Today Williamson Orchards and Vineyards is operated by Michael, Beverly and Patrick Williamson [pictured here]. The original homestead of 80 acres expanded up to 700 acres at one time, and currently consists of 400 acres of vineyards, orchards and row crop.
We planted our first vineyards in 1998 and released our first vintage in 2001. The vineyard has more than doubled from the original 25 acres of Syrah, Cabernet Sauvignon and Viognier. We now grow 8 grape varietals and produce 14 different labels of delicious and award winning wines.” [Williamson Orchards and Vineyards website]
Here is some interesting information about wineries in the USA. Good travel to wineries information, too!
And a good evening. It was great to have a Board Member present one of the wines. Fun! Good wines! Good buffet – we don’t often have Lamb Kabobs. Here is some information on the newest of the three Idaho AVA’s, Lewis and Clark AVA.
Idaho’s wine industry had a big year with the addition of two new American Viticultural Area’s (AVA’s). The Alcohol and Tobacco Tax and Trade Bureau (TTB) and the U.S. Department of the Treasury defines AVAs as their own geographical location with unique topography, climate, and soil. Petitions for new AVA’s is a rigorous progress that can sometimes take years. The importance is definitive however. Defining great growing regions and allowing wineries to depict exact locations on their bottles gives consumers more concise information on exactly where the wine they are drinking came from.

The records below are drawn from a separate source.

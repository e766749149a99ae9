use crate::models::auth::{Claims, ErrorResponse};
use crate::models::project::Project;
use crate::AppState;
use axum::http::StatusCode;
use axum::response::Json;
use uuid::Uuid;

pub mod auth;
pub mod billing;
pub mod characters;
pub mod generation;
pub mod notifications;
pub mod projects;
pub mod render;
pub mod scenes;
pub mod voices;

pub type ApiError = (StatusCode, Json<ErrorResponse>);

pub fn internal_error() -> ApiError {
    (
        StatusCode::INTERNAL_SERVER_ERROR,
        Json(ErrorResponse::new("Internal server error")),
    )
}

pub fn bad_request(message: impl Into<String>) -> ApiError {
    (StatusCode::BAD_REQUEST, Json(ErrorResponse::new(message)))
}

pub fn not_found(message: impl Into<String>) -> ApiError {
    (StatusCode::NOT_FOUND, Json(ErrorResponse::new(message)))
}

pub fn unauthorized(message: impl Into<String>) -> ApiError {
    (StatusCode::UNAUTHORIZED, Json(ErrorResponse::new(message)))
}

/// Resolve the caller's user id from JWT claims.
pub fn claims_user_id(claims: &Claims) -> Result<Uuid, ApiError> {
    claims
        .user_id()
        .map_err(|_| unauthorized("Invalid token subject"))
}

/// Load a project, enforcing that it belongs to the caller.
pub async fn find_owned_project(
    state: &AppState,
    project_id: Uuid,
    user_id: Uuid,
) -> Result<Project, ApiError> {
    sqlx::query_as::<_, Project>("SELECT * FROM projects WHERE id = $1 AND user_id = $2")
        .bind(project_id)
        .bind(user_id)
        .fetch_optional(&state.db_pool)
        .await
        .map_err(|e| {
            tracing::error!("Database error loading project: {}", e);
            internal_error()
        })?
        .ok_or_else(|| not_found("Project not found"))
}
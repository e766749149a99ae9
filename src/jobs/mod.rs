// src/jobs/mod.rs
//! In-process job runner for render jobs. Job state lives in the
//! render_jobs table; the runner tracks which jobs are currently executing
//! so the status endpoint can report on in-flight work.

use std::collections::HashSet;
use std::sync::Arc;
use tokio::sync::RwLock;
use uuid::Uuid;

pub mod render_job;

pub struct JobRunner {
    active: RwLock<HashSet<Uuid>>,
}

impl JobRunner {
    pub fn new() -> Self {
        Self {
            active: RwLock::new(HashSet::new()),
        }
    }

    /// Spawn a render job in the background. The job row must already exist
    /// in `queued` state.
    pub fn dispatch(self: &Arc<Self>, state: Arc<crate::AppState>, job_id: Uuid) {
        let runner = self.clone();
        tokio::spawn(async move {
            {
                let mut active = runner.active.write().await;
                active.insert(job_id);
            }
            tracing::info!(%job_id, "Processing render job");

            match render_job::execute_render_job(&state, job_id).await {
                Ok(output_url) => {
                    tracing::info!(%job_id, output_url, "Completed render job");
                }
                Err(e) => {
                    tracing::error!(%job_id, "Render job failed: {}", e);
                }
            }

            let mut active = runner.active.write().await;
            active.remove(&job_id);
        });
    }

    pub async fn active_count(&self) -> usize {
        self.active.read().await.len()
    }

    pub async fn is_active(&self, job_id: &Uuid) -> bool {
        self.active.read().await.contains(job_id)
    }
}

impl Default for JobRunner {
    fn default() -> Self {
        Self::new()
    }
}

pub type SharedJobRunner = Arc<JobRunner>;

With Idaho now having three approved AVA’s, the Idaho Wine Commission is kicking off Idaho Wine Month with some education on the differences each region brings to Idaho. We hope you find the time to try some wine from each AVA and Thank You for Supporting Idaho Wines!

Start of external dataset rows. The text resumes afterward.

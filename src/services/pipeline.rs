// src/services/pipeline.rs
//! The video generation pipeline: script analysis -> character generation ->
//! scene creation -> per-scene rendering -> final assembly. Runs on a
//! background task; every status transition is persisted so the progress
//! endpoint can report on a live run.

use crate::error::PipelineError;
use crate::models::notification::NOTIFICATION_RENDER_COMPLETE;
use crate::models::project::{Project, ProjectStatus};
use crate::models::scene::{Scene, SceneStatus};
use crate::services::media;
use crate::services::script_analysis::{self, DialogueLine, ScriptAnalysis};
use crate::AppState;
use rust_decimal::Decimal;
use std::sync::Arc;
use std::time::Duration;
use uuid::Uuid;

/// Fixed delay between per-scene renders to stay under provider rate limits.
const SCENE_RENDER_DELAY: Duration = Duration::from_secs(1);

/// USD charged per credit.
const CREDIT_PRICE_USD: Decimal = Decimal::from_parts(5, 0, 0, false, 2); // 0.05

/// Credits consumed by one full generation run.
pub fn credit_cost(target_length_minutes: i32) -> i32 {
    target_length_minutes * 2
}

/// Spawn the generation pipeline in the background. Failures mark the
/// project `failed`; the caller has already responded 202.
pub fn spawn_video_generation(state: Arc<AppState>, project_id: Uuid) {
    tokio::spawn(async move {
        tracing::info!(%project_id, "Background video generation started");
        if let Err(e) = run_video_generation(&state, project_id).await {
            tracing::error!(%project_id, "Video generation failed: {}", e);
            if let Err(db_err) = set_project_status(&state, project_id, ProjectStatus::Failed).await
            {
                tracing::error!(%project_id, "Failed to mark project failed: {}", db_err);
            }
        }
    });
}

/// Run the full pipeline for a project already in `processing`.
pub async fn run_video_generation(
    state: &AppState,
    project_id: Uuid,
) -> Result<(), PipelineError> {
    let project = fetch_project(state, project_id).await?;

    // Step 1: script analysis
    let analysis = script_analysis::analyze_script(
        state.openai_client.as_ref(),
        &project.prompt_text,
        project.target_length_minutes.max(1) as u32,
        &project.style,
    )
    .await;

    // Step 2: character generation
    create_characters(state, &project, &analysis).await?;

    // Step 3: scene creation
    let scenes = create_scenes(state, &project, &analysis).await?;
    tracing::info!(%project_id, scene_count = scenes.len(), "Scenes created");

    // Step 4: per-scene rendering. One scene failing does not abort the run.
    let mut scene_videos: Vec<String> = Vec::new();
    for scene in &scenes {
        let voice_type = primary_voice_type(scene, &analysis);
        match render_scene(state, scene, &project.style, &voice_type).await {
            Ok(video_url) => {
                tracing::info!(
                    %project_id,
                    scene_number = scene.scene_number,
                    "Scene {}/{} rendered",
                    scene.scene_number,
                    scenes.len()
                );
                scene_videos.push(video_url);
            }
            Err(e) => {
                tracing::error!(
                    %project_id,
                    scene_number = scene.scene_number,
                    "Failed to render scene: {}",
                    e
                );
            }
        }
        tokio::time::sleep(SCENE_RENDER_DELAY).await;
    }

    // Step 5: final assembly
    tracing::info!(%project_id, "Assembling final video");
    let total_duration: u32 = analysis.scenes.iter().map(|s| s.duration).sum();
    let final_video_url = media::assemble_full_video(&scene_videos, total_duration).await;

    finalize_project(state, &project, &final_video_url).await?;

    tracing::info!(%project_id, "Video generation complete");
    Ok(())
}

async fn fetch_project(state: &AppState, project_id: Uuid) -> Result<Project, PipelineError> {
    sqlx::query_as::<_, Project>("SELECT * FROM projects WHERE id = $1")
        .bind(project_id)
        .fetch_optional(&state.db_pool)
        .await?
        .ok_or(PipelineError::ProjectNotFound(project_id))
}

pub async fn set_project_status(
    state: &AppState,
    project_id: Uuid,
    status: ProjectStatus,
) -> Result<(), sqlx::Error> {
    sqlx::query("UPDATE projects SET status = $1, updated_at = NOW() WHERE id = $2")
        .bind(status.as_str())
        .bind(project_id)
        .execute(&state.db_pool)
        .await?;
    Ok(())
}

async fn create_characters(
    state: &AppState,
    project: &Project,
    analysis: &ScriptAnalysis,
) -> Result<(), PipelineError> {
    for character in &analysis.characters {
        let image_url = media::generate_character_visual(
            state.stability_client.as_ref(),
            &character.name,
            &character.appearance,
            &project.style,
        )
        .await;

        let metadata = serde_json::json!({
            "personality": character.personality,
            "appearance": character.appearance,
            "voiceType": character.voice_type,
        });

        sqlx::query(
            "INSERT INTO characters (project_id, name, role, image_url, image_metadata)
             VALUES ($1, $2, $3, $4, $5)",
        )
        .bind(project.id)
        .bind(&character.name)
        .bind(&character.role)
        .bind(&image_url)
        .bind(&metadata)
        .execute(&state.db_pool)
        .await?;
    }

    tracing::info!(
        project_id = %project.id,
        character_count = analysis.characters.len(),
        "Characters generated"
    );
    Ok(())
}

async fn create_scenes(
    state: &AppState,
    project: &Project,
    analysis: &ScriptAnalysis,
) -> Result<Vec<Scene>, PipelineError> {
    let mut offset_seconds: i32 = 0;

    for scene in &analysis.scenes {
        let start = offset_seconds;
        let end = offset_seconds + scene.duration as i32;
        offset_seconds = end;

        let dialogue_text = serde_json::to_string(&scene.dialogue).unwrap_or_default();
        let metadata = serde_json::json!({
            "visualElements": scene.visual_elements,
            "backgroundMusic": scene.background_music,
            "cameraAngles": scene.camera_angles,
        });

        sqlx::query(
            "INSERT INTO scenes (project_id, scene_number, title, description,
                                 start_time_seconds, end_time_seconds, status,
                                 dialogue_text, metadata)
             VALUES ($1, $2, $3, $4, $5, $6, $7, $8, $9)
             ON CONFLICT (project_id, scene_number) DO NOTHING",
        )
        .bind(project.id)
        .bind(scene.scene_number as i32)
        .bind(&scene.title)
        .bind(&scene.description)
        .bind(start)
        .bind(end)
        .bind(SceneStatus::Pending.as_str())
        .bind(&dialogue_text)
        .bind(&metadata)
        .execute(&state.db_pool)
        .await?;
    }

    let scenes = sqlx::query_as::<_, Scene>(
        "SELECT * FROM scenes WHERE project_id = $1 ORDER BY scene_number ASC",
    )
    .bind(project.id)
    .fetch_all(&state.db_pool)
    .await?;

    Ok(scenes)
}

/// Render a single scene: background image, dialogue audio, animation.
/// Updates the scene row through `rendering` to `completed` or `failed`
/// and returns the scene video URL.
pub async fn render_scene(
    state: &AppState,
    scene: &Scene,
    style: &str,
    voice_type: &str,
) -> Result<String, PipelineError> {
    set_scene_status(state, scene.id, SceneStatus::Rendering).await?;

    let dialogue = parse_dialogue(scene.dialogue_text.as_deref());
    let visual_elements = scene
        .metadata
        .as_ref()
        .and_then(|m| m.get("visualElements"))
        .and_then(|v| v.as_array())
        .map(|items| {
            items
                .iter()
                .filter_map(|v| v.as_str().map(|s| s.to_string()))
                .collect::<Vec<_>>()
        })
        .unwrap_or_default();

    let background_url = media::generate_scene_background(
        state.stability_client.as_ref(),
        scene.description.as_deref().unwrap_or(&scene.title),
        style,
        &visual_elements,
    )
    .await;

    let audio_url = if dialogue.is_empty() {
        None
    } else {
        let full_dialogue = dialogue
            .iter()
            .map(|d| d.text.as_str())
            .collect::<Vec<_>>()
            .join(" ");
        Some(
            media::generate_voice_audio(
                state.elevenlabs_client.as_ref(),
                &full_dialogue,
                voice_type,
            )
            .await,
        )
    };

    let duration = scene.duration_seconds().max(1) as u32;
    let video_url = media::animate_scene(
        state.replicate_client.as_ref(),
        &background_url,
        duration,
    )
    .await;

    let result = sqlx::query(
        "UPDATE scenes
         SET status = $1,
             storyboard_url = $2,
             metadata = COALESCE(metadata, '{}'::jsonb) || $3,
             updated_at = NOW()
         WHERE id = $4",
    )
    .bind(SceneStatus::Completed.as_str())
    .bind(&background_url)
    .bind(serde_json::json!({
        "backgroundUrl": background_url,
        "audioUrl": audio_url,
        "videoUrl": video_url,
    }))
    .bind(scene.id)
    .execute(&state.db_pool)
    .await;

    if let Err(e) = result {
        set_scene_status(state, scene.id, SceneStatus::Failed).await.ok();
        return Err(e.into());
    }

    Ok(video_url)
}

async fn set_scene_status(
    state: &AppState,
    scene_id: Uuid,
    status: SceneStatus,
) -> Result<(), sqlx::Error> {
    sqlx::query("UPDATE scenes SET status = $1, updated_at = NOW() WHERE id = $2")
        .bind(status.as_str())
        .bind(scene_id)
        .execute(&state.db_pool)
        .await?;
    Ok(())
}

/// Voice type for a scene's first speaker, looked up in the analysis.
fn primary_voice_type(scene: &Scene, analysis: &ScriptAnalysis) -> String {
    let dialogue = parse_dialogue(scene.dialogue_text.as_deref());
    dialogue
        .first()
        .and_then(|line| {
            analysis
                .characters
                .iter()
                .find(|c| c.name == line.character)
                .map(|c| c.voice_type.clone())
        })
        .unwrap_or_else(|| "default".to_string())
}

pub fn parse_dialogue(dialogue_text: Option<&str>) -> Vec<DialogueLine> {
    dialogue_text
        .and_then(|text| serde_json::from_str(text).ok())
        .unwrap_or_default()
}

/// Mark the project completed, write the notification, and charge credits.
async fn finalize_project(
    state: &AppState,
    project: &Project,
    final_video_url: &str,
) -> Result<(), PipelineError> {
    let thumbnail_url: Option<String> = sqlx::query_scalar(
        "SELECT storyboard_url FROM scenes
         WHERE project_id = $1 AND storyboard_url IS NOT NULL
         ORDER BY scene_number ASC LIMIT 1",
    )
    .bind(project.id)
    .fetch_optional(&state.db_pool)
    .await?;

    sqlx::query(
        "UPDATE projects
         SET status = $1, final_video_url = $2, thumbnail_url = $3,
             completed_at = NOW(), updated_at = NOW()
         WHERE id = $4",
    )
    .bind(ProjectStatus::Completed.as_str())
    .bind(final_video_url)
    .bind(&thumbnail_url)
    .bind(project.id)
    .execute(&state.db_pool)
    .await?;

    sqlx::query(
        "INSERT INTO notifications (user_id, type, payload) VALUES ($1, $2, $3)",
    )
    .bind(project.user_id)
    .bind(NOTIFICATION_RENDER_COMPLETE)
    .bind(serde_json::json!({
        "project_id": project.id,
        "project_title": project.title,
        "output_url": final_video_url,
    }))
    .execute(&state.db_pool)
    .await?;

    let credits = credit_cost(project.target_length_minutes);
    let amount = Decimal::from(credits) * CREDIT_PRICE_USD;

    sqlx::query(
        "INSERT INTO billing_records (user_id, project_id, credits_used, amount_charged, description)
         VALUES ($1, $2, $3, $4, $5)",
    )
    .bind(project.user_id)
    .bind(project.id)
    .bind(credits)
    .bind(amount)
    .bind(format!("Video generation: {}", project.title))
    .execute(&state.db_pool)
    .await?;

    sqlx::query(
        "UPDATE users SET credits_balance = credits_balance - $1, updated_at = NOW() WHERE id = $2",
    )
    .bind(credits)
    .bind(project.user_id)
    .execute(&state.db_pool)
    .await?;

    Ok(())
}

#[cfg(test)]
mod tests {
    use super::*;
    use std::str::FromStr;

    #[test]
    fn credit_cost_scales_with_target_length() {
        assert_eq!(credit_cost(1), 2);
        assert_eq!(credit_cost(40), 80);
        assert_eq!(credit_cost(120), 240);
    }

    #[test]
    fn credit_price_is_five_cents() {
        assert_eq!(CREDIT_PRICE_USD, Decimal::from_str("0.05").unwrap());
        let amount = Decimal::from(credit_cost(40)) * CREDIT_PRICE_USD;
        assert_eq!(amount, Decimal::from_str("4.00").unwrap());
    }

    #[test]
    fn dialogue_parses_serialized_lines() {
        let text = r#"[{"character":"Ada","text":"Hello","emotion":"happy"}]"#;
        let lines = parse_dialogue(Some(text));
        assert_eq!(lines.len(), 1);
        assert_eq!(lines[0].character, "Ada");
        assert_eq!(lines[0].emotion, "happy");
    }

    #[test]
    fn dialogue_tolerates_missing_or_invalid_text() {
        assert!(parse_dialogue(None).is_empty());
        assert!(parse_dialogue(Some("not json")).is_empty());
        assert!(parse_dialogue(Some("{}")).is_empty());
    }
}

Snake River Valley AVA – Approved in April 2007
The Snake River Valley AVA makes up the first of Idaho’s three AVA’s and is Idaho’s largest spanning over 8,000 square miles and encompassing the majority of the states vineyards. Located in Southeastern Idaho, it overlays ancient Lake Idaho, running straight through Idaho’s largest cities, Boise, Meridian, Caldwell and Nampa. Climate conditions are similar to its neighboring AVA in Washington State, the Columbia Valley AVA, and its elevations are comparable to the famed Rioja region in Spain. Daytime temperatures in the 90s and nighttime temperatures in the 50s lend this AVA a prime-growing season for several varieties. Proximity to water and well draining soils give this AVA potential to have sustainable vineyards for generations to come. With a little over 1,100 acres currently planted in this 8,263 square mile AVA, some say the best growing site is yet to be discovered.

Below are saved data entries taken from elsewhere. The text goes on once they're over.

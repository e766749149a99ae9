use crate::handlers::{
    bad_request, claims_user_id, find_owned_project, internal_error, not_found, ApiError,
};
use crate::middleware::auth::auth_middleware;
use crate::models::auth::Claims;
use crate::models::character::{
    Character, CharacterResponse, CreateCharactersRequest, UpdateCharacterRequest,
};
use crate::services::media;
use crate::AppState;
use axum::{
    extract::{Extension, Path},
    http::StatusCode,
    response::Json,
    routing::{delete, get, post, put, Router},
};
use serde_json::json;
use std::sync::Arc;
use uuid::Uuid;

pub fn character_routes() -> Router {
    Router::new()
        .route("/api/projects/:id/characters", post(create_characters))
        .route("/api/projects/:id/characters", get(list_characters))
        .route("/api/characters/:id", put(update_character))
        .route("/api/characters/:id", delete(delete_character))
        .layer(axum::middleware::from_fn(auth_middleware))
}

async fn create_characters(
    Extension(state): Extension<Arc<AppState>>,
    Extension(claims): Extension<Claims>,
    Path(project_id): Path<Uuid>,
    Json(payload): Json<CreateCharactersRequest>,
) -> Result<(StatusCode, Json<serde_json::Value>), ApiError> {
    let user_id = claims_user_id(&claims)?;
    let project = find_owned_project(&state, project_id, user_id).await?;

    if payload.actions.is_empty() {
        return Err(bad_request("At least one character action is required"));
    }

    let mut created: Vec<CharacterResponse> = Vec::with_capacity(payload.actions.len());

    for action in &payload.actions {
        if action.name.trim().is_empty() {
            return Err(bad_request("Character name is required"));
        }

        let image_url = match action.image_choice.as_str() {
            "generated" => {
                let appearance = action
                    .metadata
                    .as_ref()
                    .and_then(|m| m.get("appearance"))
                    .and_then(|v| v.as_str())
                    .unwrap_or(&action.name)
                    .to_string();
                Some(
                    media::generate_character_visual(
                        state.stability_client.as_ref(),
                        &action.name,
                        &appearance,
                        &project.style,
                    )
                    .await,
                )
            }
            "upload" => action
                .metadata
                .as_ref()
                .and_then(|m| m.get("image_url"))
                .and_then(|v| v.as_str())
                .map(|s| s.to_string()),
            other => {
                return Err(bad_request(format!("Unknown image_choice '{}'", other)));
            }
        };

        let character = sqlx::query_as::<_, Character>(
            "INSERT INTO characters (project_id, name, role, image_url, image_metadata, voice_style_id)
             VALUES ($1, $2, $3, $4, $5, $6)
             RETURNING *",
        )
        .bind(project_id)
        .bind(action.name.trim())
        .bind(&action.role)
        .bind(&image_url)
        .bind(&action.metadata)
        .bind(action.voice_style_id)
        .fetch_one(&state.db_pool)
        .await
        .map_err(|e| {
            tracing::error!("Error creating character: {}", e);
            internal_error()
        })?;

        created.push(CharacterResponse::from(character));
    }

    tracing::info!(%project_id, count = created.len(), "Characters created");

    Ok((
        StatusCode::CREATED,
        Json(json!({ "characters": created })),
    ))
}

async fn list_characters(
    Extension(state): Extension<Arc<AppState>>,
    Extension(claims): Extension<Claims>,
    Path(project_id): Path<Uuid>,
) -> Result<Json<serde_json::Value>, ApiError> {
    let user_id = claims_user_id(&claims)?;
    find_owned_project(&state, project_id, user_id).await?;

    let characters = sqlx::query_as::<_, Character>(
        "SELECT * FROM characters WHERE project_id = $1 ORDER BY created_at ASC",
    )
    .bind(project_id)
    .fetch_all(&state.db_pool)
    .await
    .map_err(|e| {
        tracing::error!("Error listing characters: {}", e);
        internal_error()
    })?;

    let characters: Vec<CharacterResponse> =
        characters.into_iter().map(CharacterResponse::from).collect();

    Ok(Json(json!({ "characters": characters })))
}

/// Load a character, enforcing ownership through its parent project.
async fn find_owned_character(
    state: &AppState,
    character_id: Uuid,
    user_id: Uuid,
) -> Result<Character, ApiError> {
    sqlx::query_as::<_, Character>(
        "SELECT c.* FROM characters c
         JOIN projects p ON p.id = c.project_id
         WHERE c.id = $1 AND p.user_id = $2",
    )
    .bind(character_id)
    .bind(user_id)
    .fetch_optional(&state.db_pool)
    .await
    .map_err(|e| {
        tracing::error!("Database error loading character: {}", e);
        internal_error()
    })?
    .ok_or_else(|| not_found("Character not found"))
}

async fn update_character(
    Extension(state): Extension<Arc<AppState>>,
    Extension(claims): Extension<Claims>,
    Path(id): Path<Uuid>,
    Json(payload): Json<UpdateCharacterRequest>,
) -> Result<Json<CharacterResponse>, ApiError> {
    let user_id = claims_user_id(&claims)?;
    find_owned_character(&state, id, user_id).await?;

    if let Some(ref name) = payload.name {
        if name.trim().is_empty() {
            return Err(bad_request("Character name cannot be empty"));
        }
    }

    let character = sqlx::query_as::<_, Character>(
        "UPDATE characters
         SET name = COALESCE($1, name),
             role = COALESCE($2, role),
             image_url = COALESCE($3, image_url),
             image_metadata = COALESCE($4, image_metadata),
             voice_style_id = COALESCE($5, voice_style_id),
             updated_at = NOW()
         WHERE id = $6
         RETURNING *",
    )
    .bind(&payload.name)
    .bind(&payload.role)
    .bind(&payload.image_url)
    .bind(&payload.image_metadata)
    .bind(payload.voice_style_id)
    .bind(id)
    .fetch_one(&state.db_pool)
    .await
    .map_err(|e| {
        tracing::error!("Error updating character: {}", e);
        internal_error()
    })?;

    Ok(Json(CharacterResponse::from(character)))
}

async fn delete_character(
    Extension(state): Extension<Arc<AppState>>,
    Extension(claims): Extension<Claims>,
    Path(id): Path<Uuid>,
) -> Result<Json<serde_json::Value>, ApiError> {
    let user_id = claims_user_id(&claims)?;
    find_owned_character(&state, id, user_id).await?;

    sqlx::query("DELETE FROM characters WHERE id = $1")
        .bind(id)
        .execute(&state.db_pool)
        .await
        .map_err(|e| {
            tracing::error!("Error deleting character: {}", e);
            internal_error()
        })?;

    Ok(Json(json!({ "message": "Character deleted successfully" })))
}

Eagle Foothills AVA – Approved in November 2015
The Eagle Foothills AVA is Idaho’s second AVA. With an average elevation of 2,912 feet, this AVA currently holds 67 vineyard acres and is home to one Idaho winery. Cool temperatures, a shorter growing season and low growing-degree days lends a hand to ripening of early to mid-season grape varietals. Located directly below the Snake River aquifer allows for easy access to water and soils consisting of sand, silt and clay are rich in mineral grains and well-draining. The Eagle Foothills AVA is a sub-AVA of the larger Snake River Valley AVA and the first to be solely located within the State boundaries.
Lewis-Clark Valley AVA – Approved in April 2016
The Lewis-Clark Valley AVA makes up Idaho’s third AVA at 479 square miles and named for the explorers Lewis and Clark who passed thru here in 1805. Located in Central Idaho with 80 vineyard acres planted and home to three Idaho wineries, it overlaps into Washington State. Home to the lowest elevation vineyards in the state at 950 ft, its steep river canyons and plateaus allow for a successful ripening of a wide variety of grapes. Watersheds of the Palouse and Camas Prairies give easy access to water and soils are compromised of decomposed perennial grasses and grass roots with high water holding capacity. This AVA has the longest history in the State, with the first known growing region flourishing here, planted in 1872.